[Dataset entries]
────────────────────

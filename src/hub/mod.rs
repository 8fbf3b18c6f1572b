//! Broadcast hub for chunk fan-out
//!
//! The hub takes raw byte chunks from the active capture process and
//! delivers them to every currently subscribed viewer connection.
//!
//! # Architecture
//!
//! ```text
//!                        Arc<BroadcastHub>
//!                  ┌──────────────────────────┐
//!                  │ subscribers: HashMap<    │
//!                  │   SubscriberId,          │
//!                  │   mpsc::Sender<Bytes>,   │
//!                  │ >                        │
//!                  └────────────┬─────────────┘
//!                               │
//!        ┌──────────────────────┼──────────────────────┐
//!        │                      │                      │
//!        ▼                      ▼                      ▼
//!   [capture stdout]      [Subscriber]            [Subscriber]
//!   publish(chunk)        chunk_rx.recv()         chunk_rx.recv()
//! ```
//!
//! Fan-out is an explicit per-subscriber map iterated on every chunk, so the
//! hub knows exactly which subscribers a given chunk went to. Each
//! subscriber owns a bounded queue; a queue that is full or closed is
//! skipped for that chunk and the data path moves on. `bytes::Bytes` keeps
//! the fan-out zero-copy: every queue holds a reference to the same chunk
//! allocation.

pub mod fanout;

pub use fanout::{BroadcastHub, HubStats};
//! Backend selection
//!
//! Probes the host in fixed priority order and returns the first backend
//! that can run. Selection is re-run on every fresh capture start so a
//! camera that appears or disappears between sessions is picked up without
//! a restart of the server.

use std::path::PathBuf;

use crate::error::{Result, StreamError};

use super::probe;
use super::{CaptureBackend, StartOptions};

/// Source of capture backends
///
/// The supervisor re-selects through this trait on crash recovery, and the
/// control plane uses it for explicit start requests and the status report.
pub trait Selector: Send + Sync + 'static {
    /// Pick the highest-priority available backend
    fn select(&self, opts: StartOptions) -> Result<CaptureBackend>;

    /// Whether camera hardware is visible right now (status reporting only)
    fn camera_present(&self) -> bool;
}

/// Selector configuration
#[derive(Debug, Clone)]
pub struct SelectorConfig {
    /// Hardware video device node probed first
    pub device_node: PathBuf,
    /// High-performance capture utility probed second
    pub hardware_util: String,
    /// Legacy capture utility probed last
    pub legacy_util: String,
}

impl Default for SelectorConfig {
    fn default() -> Self {
        Self {
            device_node: PathBuf::from("/dev/video0"),
            hardware_util: "libcamera-vid".to_string(),
            legacy_util: "raspivid".to_string(),
        }
    }
}

impl SelectorConfig {
    /// Set the device node path
    pub fn device_node(mut self, path: impl Into<PathBuf>) -> Self {
        self.device_node = path.into();
        self
    }

    /// Set the high-performance capture utility name
    pub fn hardware_util(mut self, name: impl Into<String>) -> Self {
        self.hardware_util = name.into();
        self
    }

    /// Set the legacy capture utility name
    pub fn legacy_util(mut self, name: impl Into<String>) -> Self {
        self.legacy_util = name.into();
        self
    }
}

/// Probing selector over the host filesystem and `PATH`
pub struct BackendSelector {
    config: SelectorConfig,
}

impl BackendSelector {
    /// Create a selector with default probe targets
    pub fn new() -> Self {
        Self::with_config(SelectorConfig::default())
    }

    /// Create a selector with custom probe targets
    pub fn with_config(config: SelectorConfig) -> Self {
        Self { config }
    }
}

impl Default for BackendSelector {
    fn default() -> Self {
        Self::new()
    }
}

impl Selector for BackendSelector {
    fn select(&self, opts: StartOptions) -> Result<CaptureBackend> {
        if probe::device_node_present(&self.config.device_node) {
            tracing::debug!(device = %self.config.device_node.display(), "Camera device node found");
            return Ok(CaptureBackend::hardware_encoder(opts));
        }

        if probe::binary_on_path(&self.config.hardware_util) {
            tracing::debug!(util = %self.config.hardware_util, "Capture utility found");
            return Ok(CaptureBackend::software_transcode(opts));
        }

        if probe::binary_on_path(&self.config.legacy_util) {
            tracing::debug!(util = %self.config.legacy_util, "Legacy capture utility found");
            return Ok(CaptureBackend::legacy_capture(opts));
        }

        tracing::warn!("No camera backend available");
        Err(StreamError::NoCameraAvailable)
    }

    fn camera_present(&self) -> bool {
        probe::device_node_present(&self.config.device_node)
    }
}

────────────────────

→ WHAT TO DO
What is needed is every line from the data above that includes the string "StartOptions", copied out.

→ RESULT FOR THIS EXERCISE
use super::{CaptureBackend, StartOptions};
    fn select(&self, opts: StartOptions) -> Result<CaptureBackend>;
    fn select(&self, opts: StartOptions) -> Result<CaptureBackend> {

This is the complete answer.